Wisely, she refrained from mentioning that he had been walking about naked when she had entered his chamber. Jasper’s mood was volatile enough without such an inflammatory revelation.
“You let me worry about that when the time comes,” her brother said, stern and commanding. “We are Suttons, Caro. Our loyalty to each other is first. Always. Do not forget you promised me you would allow me to ’andle this.”
She clenched her jaw, knowing there was nothing more she could do for now. When the walls came down inside Jasper, there was no more talking, no more bargaining. He had decided, and that was that. And he was not wrong. She had made him that promise.
She would concede this battle with him.
But not the war.
Caro nodded. “As you wish it, brother. I will leave you to your work. But please, I beg you, no more spirits this morning.”
“It’s as it must be, Caro. Never doubt that.”
But as she left her brother’s office, the doubt was rife and heavy upon her, weighing her down more than ever. She was not going to surrender. Gavin Winter deserved better.
He knew he did not deserve the glory which had been delivered to the chamber. But he was going to accept it, just the same.
A tub.
A true bath.
Finally, he could be clean.
So many days in his sickbed, followed by making use of the bowl and pitcher when he had regained his strength enough to make a rough attempt at removing the stink from himself. It had rendered him desperate for clean, warm water surrounding him. Randall and one of the other hell guards had hauled the tub upstairs and filled it.

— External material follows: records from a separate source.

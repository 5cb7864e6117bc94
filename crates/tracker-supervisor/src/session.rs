//! Mutable record of the current tracker run.

use crate::process::TrackerHandle;
use crate::report::is_reportable;

/// State of the process-backed tracker.
///
/// Every run gets a generation number. Output and exit callbacks carry the
/// generation they were spawned with, so a late event from an earlier run
/// cannot touch the current one.
#[derive(Debug, Default)]
pub struct TrackerSession {
    generation: u64,
    handle: Option<TrackerHandle>,
    last_emissions_file: Option<String>,
    last_emissions: Option<f64>,
    emissions_reported: bool,
    no_emissions_reported: bool,
}

impl TrackerSession {
    pub fn new() -> Self {
        Self::default()
    }

    pub fn is_running(&self) -> bool {
        self.handle.is_some()
    }

    pub fn generation(&self) -> u64 {
        self.generation
    }

    pub fn is_current(&self, generation: u64) -> bool {
        self.generation == generation
    }

    /// Open a new run and return its generation.
    ///
    /// The last emissions file survives until the new run announces one.
    pub fn begin(&mut self) -> u64 {
        self.generation += 1;
        self.last_emissions = None;
        self.emissions_reported = false;
        self.no_emissions_reported = false;
        self.generation
    }

    pub fn attach(&mut self, handle: TrackerHandle) {
        self.handle = Some(handle);
    }

    pub fn handle(&self) -> Option<&TrackerHandle> {
        self.handle.as_ref()
    }

    /// Detach the handle for an explicit stop.
    pub fn take_handle(&mut self) -> Option<TrackerHandle> {
        self.handle.take()
    }

    /// Exit callback: drop the handle if it still belongs to `generation`.
    /// Returns false when an explicit stop or a newer run got there first.
    pub fn clear_if_current(&mut self, generation: u64) -> bool {
        if !self.is_current(generation) || self.handle.is_none() {
            return false;
        }
        self.handle = None;
        true
    }

    /// Record an emissions summary and return whether it should be shown.
    ///
    /// The first reportable value of a run is shown. An unparseable or zero
    /// value is shown once as "no emissions" and never hides a reportable
    /// value that follows. Nothing is shown after a reportable value.
    pub fn record_emissions(&mut self, generation: u64, value: Option<f64>) -> bool {
        if !self.is_current(generation) || self.emissions_reported {
            return false;
        }
        self.last_emissions = value;
        if is_reportable(value) {
            self.emissions_reported = true;
            true
        } else {
            !std::mem::replace(&mut self.no_emissions_reported, true)
        }
    }

    pub fn record_emissions_file(&mut self, generation: u64, path: String) -> bool {
        if !self.is_current(generation) {
            return false;
        }
        self.last_emissions_file = Some(path);
        true
    }

    pub fn last_emissions_file(&self) -> Option<&str> {
        self.last_emissions_file.as_deref()
    }

    /// The last parsed value, consumed by a stop.
    pub fn take_last_emissions(&mut self) -> Option<f64> {
        self.last_emissions.take()
    }
}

After his disastrous attempt at dressing the day before, he was ready to begin anew. He could not wait to get inside and wash away the stench of his illness, which he could not help but to feel had been haunting him. Hell, for as long as he lived, he would still recall the scent of the ointment Caro had applied to his wound, and that was to say nothing of the acrid sharpness of his own sweat.
Little wonder he had sent Caro running from the chamber, never to return. Not only had he been naked before her, but he was also a hulking, stinking beast. When he had been abed, he had not realized the full extent of his size and height.

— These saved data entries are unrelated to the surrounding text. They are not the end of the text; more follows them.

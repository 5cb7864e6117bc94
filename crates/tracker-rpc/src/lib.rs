//! Bidirectional request channel to the tracker language server.
//!
//! [`RequestChannel`] is the seam the RPC-backed controller talks through.
//! [`IpcClient`] speaks NDJSON over a Unix socket; [`ScriptedChannel`]
//! replays canned results in tests.

mod channel;
mod client;
mod error;
mod scripted;

pub use channel::RequestChannel;
pub use client::IpcClient;
pub use error::{RpcError, RpcResult};
pub use scripted::ScriptedChannel;
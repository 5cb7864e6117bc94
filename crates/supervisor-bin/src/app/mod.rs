//! Application wiring for the supervisor binary.

mod run;
mod task;

pub use run::{run_supervisor, RunOptions};
pub use task::{create_task, delete_task};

Yesterday, as he had been testing his ability to amble about the chamber, and when she had come rushing to his aid following the spell of dizziness… Well, it had occurred to him afterward that he was a rather large chap. His fists alone were massive, and he could not seem to shake the aches in them, the feeling of them pounding against something.
He sighed and slowly, painstakingly, lowered himself into the bath. His limbs were stiff from lack of use. His wound still pained him, but for the first time, surrounded by the heated, clean water, he felt as if he were well and truly alive. It was a glorious feeling.

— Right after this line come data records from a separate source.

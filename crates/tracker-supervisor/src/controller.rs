//! The contract shared by both tracker integrations.

use crate::SupervisorResult;
use async_trait::async_trait;

/// Which integration a controller implements.
#[derive(Debug, Clone, Copy, PartialEq, Eq)]
pub enum ControllerKind {
    /// Locally spawned tracker process.
    Process,
    /// Requests to the tracker language server.
    Rpc,
}

/// Start/stop supervision of the tracker.
///
/// Implementations own their session state and drive the status indicator
/// and user notices themselves.
#[async_trait]
pub trait TrackerController: Send + Sync {
    fn kind(&self) -> ControllerKind;

    /// Whether a run is in progress.
    fn is_running(&self) -> bool;

    async fn start(&self) -> SupervisorResult<()>;

    async fn stop(&self) -> SupervisorResult<()>;
}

So damned glorious that when a knock sounded on his door, he called for the person to enter without having a second thought about what had unfolded the day before. Without supposing it may be Caro on the other end of the portal.
The door creaked open. A face appeared in the crack, and hazel eyes settled upon him, searing him to his soul.
Damnation, she was a gorgeous woman.
“Caro.” He attempted to brace his arms on the tub so he could slide lower beneath the water, but when he moved his wounded arm, pain sank its jaws into him, biting hard. Though he did his best to muffle the oath, the curse that fled his tongue was blistering.
He needn’t have worried that he had offended her, however. Caro came charging into the room, the door closing at her back.
“You must take care, or you will injure yourself further when you are just beginning to heal,” she warned, her tone reminiscent of someone else’s he knew.
At least, he thought it was. The murky mists of his mind were stubborn in their persistent refusal to relinquish his secrets. Oh, how he wished he could remember even the tiniest speck of his past. Anything at all. Still, there was something about a stern reckoning that made him think he had heard it before. Not from Caro Sutton, but from another woman who was dear to him.
A mother?
Surely not a wife?
He did not want to think his heart belonged to another. But the hell of it was, he had no notion. Not the slightest shred of an inkling. Every memory he had once possessed had turned to dust.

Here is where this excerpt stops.